Studio album by Frank Sinatra
- Released: October 1973
- Recorded: June 4 – August 20, 1973
- Studios: Samuel Goldwyn, West Hollywood, California
- Genre: Traditional pop
- Length: 35:54
- Labels: Reprise FS 2155
- Producer: Don Costa

Frank Sinatra chronology
| Frank Sinatra's Greatest Hits, Vol. 2 (1972) | Ol' Blue Eyes Is Back (1973) | Some Nice Things I've Missed (1974) |

= Ol' Blue Eyes Is Back =

1973 studio album by Frank Sinatra

Ol' Blue Eyes Is Back is a 1973 studio album by American singer Frank Sinatra.

Sinatra returned from his brief retirement with Ol' Blue Eyes Is Back.

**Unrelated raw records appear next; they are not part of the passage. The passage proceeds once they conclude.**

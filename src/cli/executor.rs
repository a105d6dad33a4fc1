//! Command executor for dispatching CLI commands
//!
//! This module provides the main entry point for executing CLI commands
//! after parsing and configuration loading.

use super::handlers::ServeCommandHandler;
use super::parser::{Cli, Commands};
use crate::config::Settings;
use crate::error::{AppError, AppResult};

/// What the caller should do after a command ran
#[derive(Debug, Clone, Copy, PartialEq, Eq)]
pub enum CommandOutcome {
    /// Start the HTTP server with the merged settings
    StartServer,
    /// The command finished; exit without serving
    Exit,
}

/// Execute a CLI command with the given settings
///
/// `serve --dry-run` is handled here; a plain `serve` (or no subcommand)
/// asks the caller to start the server.
///
/// # Errors
/// Returns errors from command handlers or validation failures
pub fn execute_command(cli: &Cli, settings: Settings) -> AppResult<CommandOutcome> {
    validate_command_args(cli, &settings)?;

    match &cli.command {
        Some(Commands::Serve { dry_run: true, .. }) => {
            ServeCommandHandler::new(settings).validate_only()?;
            Ok(CommandOutcome::Exit)
        }
        Some(Commands::Serve { .. }) | None => Ok(CommandOutcome::StartServer),
    }
}

/// Validate command arguments before execution
fn validate_command_args(cli: &Cli, settings: &Settings) -> AppResult<()> {
    cli.validate()
        .map_err(|message| AppError::BadRequest { message })?;

    if settings.server.port < 1024 && settings.server.host == "0.0.0.0" {
        tracing::warn!(
            port = settings.server.port,
            "Binding to 0.0.0.0 on a privileged port usually requires root privileges"
        );
    }

    Ok(())
}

Released amidst a whirlwind of publicity, the album was a commercial success, earning gold status and peaking just outside the top-ten on the UK and Billboard album charts.

The album was accompanied by a television special, Magnavox Presents Frank Sinatra, which reunited Sinatra with Gene Kelly.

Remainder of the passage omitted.